Look, I'm not a nuclear engineer... I'm a casino hack with a news addiction... but even I understand that a "light-water" nuclear power plant like the one all over the news in Japan can't explode into a huge mushroom cloud and spread nuclear material across the planet.
The plant is much the same as Three Mile Island here in PA, and like that now-storied facility, even if the ability of the engineers to cool the core is hampered or stopped completely, the reactor itself is contained in a building that will not allow material to escape. Once the temperature in the reactor goes UP, the reaction STOPS... thus, the need for increasing coolant is negated.

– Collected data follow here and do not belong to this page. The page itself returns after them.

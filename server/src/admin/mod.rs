use std::sync::Arc;

use axum::{extract::State, http::header, response::IntoResponse, Json};
use chrono::Utc;
use serde::{Deserialize, Serialize};
use utoipa::ToSchema;

use crate::error::{AppResult, ErrorBody};
use crate::store::Store;

pub use session::AdminSession;

pub(super) mod media;
mod session;
mod test;

#[derive(Serialize, Deserialize, ToSchema)]
pub(super) struct LoginPayload {
    #[serde(default)]
    pub password: String,
}

#[derive(Serialize, Deserialize, ToSchema)]
pub(super) struct AdminMessage {
    pub success: bool,
    #[schema(example = "Login successful")]
    pub message: String,
}

#[utoipa::path(
    post,
    path = "/admin/login",
    tag = "admin",
    request_body = LoginPayload,
    responses(
        (status = 200, description = "Session cookie set", body = AdminMessage),
        (status = 400, description = "Password missing", body = ErrorBody),
        (status = 401, description = "Wrong password", body = ErrorBody),
        (status = 500, description = "Password hash not configured or unusable", body = ErrorBody),
    )
)]
pub(super) async fn login(
    State(store): State<Arc<Store>>,
    Json(payload): Json<LoginPayload>,
) -> AppResult<impl IntoResponse> {
    let minted = session::login(&store.admin, &payload.password, Utc::now()).await?;

    tracing::info!(expires_at = %minted.expires_at, "admin logged in");

    Ok((
        [(
            header::SET_COOKIE,
            session::session_cookie(&store.admin, &minted.token),
        )],
        Json(AdminMessage {
            success: true,
            message: "Login successful".to_string(),
        }),
    ))
}

#[utoipa::path(
    post,
    path = "/admin/logout",
    tag = "admin",
    responses(
        (status = 200, description = "Session cookie cleared", body = AdminMessage),
    )
)]
pub(super) async fn logout(State(store): State<Arc<Store>>) -> impl IntoResponse {
    (
        [
            (header::SET_COOKIE, session::cleared_cookie(&store.admin)),
            (
                header::HeaderName::from_static("clear-site-data"),
                "\"cookies\", \"storage\"".to_string(),
            ),
            (
                header::CACHE_CONTROL,
                "no-store, no-cache, must-revalidate".to_string(),
            ),
        ],
        Json(AdminMessage {
            success: true,
            message: "Logged out successfully".to_string(),
        }),
    )
}

#[derive(Serialize, Deserialize, ToSchema)]
pub(super) struct AdminStatus {
    pub authorized: bool,
}

#[utoipa::path(
    get,
    path = "/admin/me",
    tag = "admin",
    responses(
        (status = 200, description = "The admin session is valid", body = AdminStatus),
        (status = 401, description = "No admin session", body = ErrorBody),
    )
)]
pub(super) async fn me(_session: AdminSession) -> Json<AdminStatus> {
    Json(AdminStatus { authorized: true })
}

Continued reference to the Chernobyl is both inaccurate and unhelpful... mostly because the Chernobyl plant was built without a containment unit, meaning that when the reactor over-heated and melted down, it was immediately exposed to the open air and massive amounts of material were allowed to escape into the atmosphere. In the months following the Chernobyl disaster, the Russians were forced to pour millions of tons of concrete over the reactor in an attempt to build a containment unit after the fact. This is not something that can happen in Japan... the reactor is already contained in a several-meter-thick concrete shell that can be sealed, allowing only pressure release and coolant application to get the temperatures to functional levels.
Now, I'm not saying that this sort of disaster isn't going to destroy the reactor and possibly the plant itself... that is entirely possible, as we saw at Three Mile Island... but we are not looking at a disaster anywhere near as devastating or impacting as Chernobyl.
Is it really necessary to add hype to a tragedy of this magnitude?